Anders sieht es bei Eigentümern von großen Wohnungen aus. Viele, die es sich leisten können, werden nicht auf ihre Wohnung und ihr gewohntes Wohnumfeld verzichten wollen. Sozialpolitisch gilt zudem für die Stadt die Devise, den Verbleib von älteren Menschen mit zunehmendem Hilfebedarf in ihrer Wohnung möglichst niedrigschwellig zu unterstützen.
Eigentümermobilisierung zur Lösung des Problems ist grundsätzlich denkbar, aber sehr aufwändig, was Personal und Zeit angeht bzw. geht mit geringen Mengeneffekten einher. Erfahrungen mit dem Thema Eigentümermobilisierung macht die Stadt beim Ankauf von Belegungsrechten im Zusammenhang mit Umsetzung des Integrierten Handlungskonzepts für bezahlbaren Wohnraum. Trotz neuen Personals und Fördermitteln können nur wenige Eigentümer hierfür gewonnen werden.
Viel versprechender erscheint der Ansatz, Mieter zu groß gewordener Wohnungen dabei zu unterstützen, eine angemessenere Wohnung zu finden. Die in Braunschweig ansässigen größeren Wohnungsunternehmen hätten hierzu vielerorts gute Voraussetzungen, ihren Mietern im Umfeld der alten Wohnung ein Alternativangebot zu machen, ohne dass viel höhere Quadratmeterkosten entständen.
Dies vorausgeschickt, beantwortet die Verwaltung die Fragen wie folgt:
Zu 1:
Altersspezifische Zahlen zur Wohnfläche pro Kopf liegen auf kommunaler Ebene nicht vor.
Zu 2:
Im Eigentumssegment ist nach Einschätzung der Verwaltung die Mobilisierung von Wohnraum durch zusätzliche Informationen der Stadt über die Vorteile einer Verkleinerung der Wohnung wenig zielführend.

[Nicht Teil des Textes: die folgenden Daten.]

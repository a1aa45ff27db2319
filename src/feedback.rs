//! Corrective feedback for tool names the registry does not know.
//!
//! After a step's results are appended, [`unknown_tool_feedback`] looks for
//! unknown-operation results and, if any exist, builds one extra result
//! telling the model which names were rejected and which are valid.

use serde_json::json;
use uuid::Uuid;

use crate::constants::FEEDBACK_CALL_ID_PREFIX;
use crate::message::{Outcome, ResultSource, ToolResult};

/// Builds the synthetic feedback result for one step, if it needs one.
///
/// Detection keys off [`Outcome::UnknownOperation`], never the error text.
/// Rejected names keep the order their calls were dispatched in and are
/// not deduplicated.
pub fn unknown_tool_feedback(results: &[ToolResult], valid_names: &[String]) -> Option<ToolResult> {
    let rejected: Vec<&str> = results
        .iter()
        .filter(|r| r.is_unknown_operation())
        .map(|r| r.name.as_str())
        .collect();
    if rejected.is_empty() {
        return None;
    }

    let error = format!(
        "Unknown tool(s) requested: {}. Valid tools are: {}. Retry using one of the valid tool names.",
        quoted(&rejected),
        valid_names.join(", "),
    );
    tracing::debug!(rejected = ?rejected, "sending unknown-tool feedback");

    Some(ToolResult {
        call_id: format!("{FEEDBACK_CALL_ID_PREFIX}{}", Uuid::new_v4().simple()),
        name: String::new(),
        outcome: Outcome::Failure,
        source: ResultSource::Feedback,
        payload: json!({
            "ok": false,
            "error": error,
            "rejected": rejected,
            "valid_tools": valid_names,
        }),
    })
}

fn quoted(names: &[&str]) -> String {
    names
        .iter()
        .map(|n| format!("'{n}'"))
        .collect::<Vec<_>>()
        .join(", ")
}
use serde::Deserialize;
use serde_json::{json, Map, Value};
use std::fs;
use std::path::PathBuf;

use super::{parse_input, Tool, ToolError, ToolOutput};

/// Lists the entries of one directory, marking subdirectories with `/`.
pub struct ListDirTool {
    root: PathBuf,
}

impl ListDirTool {
    pub fn new(root: PathBuf) -> Self {
        Self { root }
    }
}

#[derive(Deserialize)]
struct ListDirInput {
    #[serde(default = "current_dir")]
    path: String,
}

fn current_dir() -> String {
    ".".to_string()
}

#[async_trait::async_trait]
impl Tool for ListDirTool {
    fn name(&self) -> &str {
        "list_dir"
    }

    fn description(&self) -> &str {
        "List directory entries. Directories end with '/'."
    }

    fn schema(&self) -> Value {
        json!({
            "type": "object",
            "properties": {"path": {"type": "string"}},
            "required": ["path"]
        })
    }

    async fn execute(&self, args: &Map<String, Value>) -> Result<ToolOutput, ToolError> {
        let input: ListDirInput = parse_input(args)?;
        let dir = self.root.join(&input.path);

        let mut entries = Vec::new();
        for entry in fs::read_dir(&dir)? {
            let entry = entry?;
            let mut name = entry.file_name().to_string_lossy().into_owned();
            if entry.path().is_dir() {
                name.push('/');
            }
            entries.push(name);
        }
        entries.sort();

        Ok(ToolOutput::success(json!({
            "path": input.path,
            "entries": entries,
        })))
    }
}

Mehr Chancen gibt es nach Einschätzung der Verwaltung in Bezug auf Mieter größerer Wohnungsunternehmen, die aus ihrem Wohnungsbestand maßgeschneiderte Wohnungsangebote machen und Umzugshilfe organisieren können.
Zu 3.
Eine quantitative seriöse Einschätzung ist derzeit hierzu nicht möglich.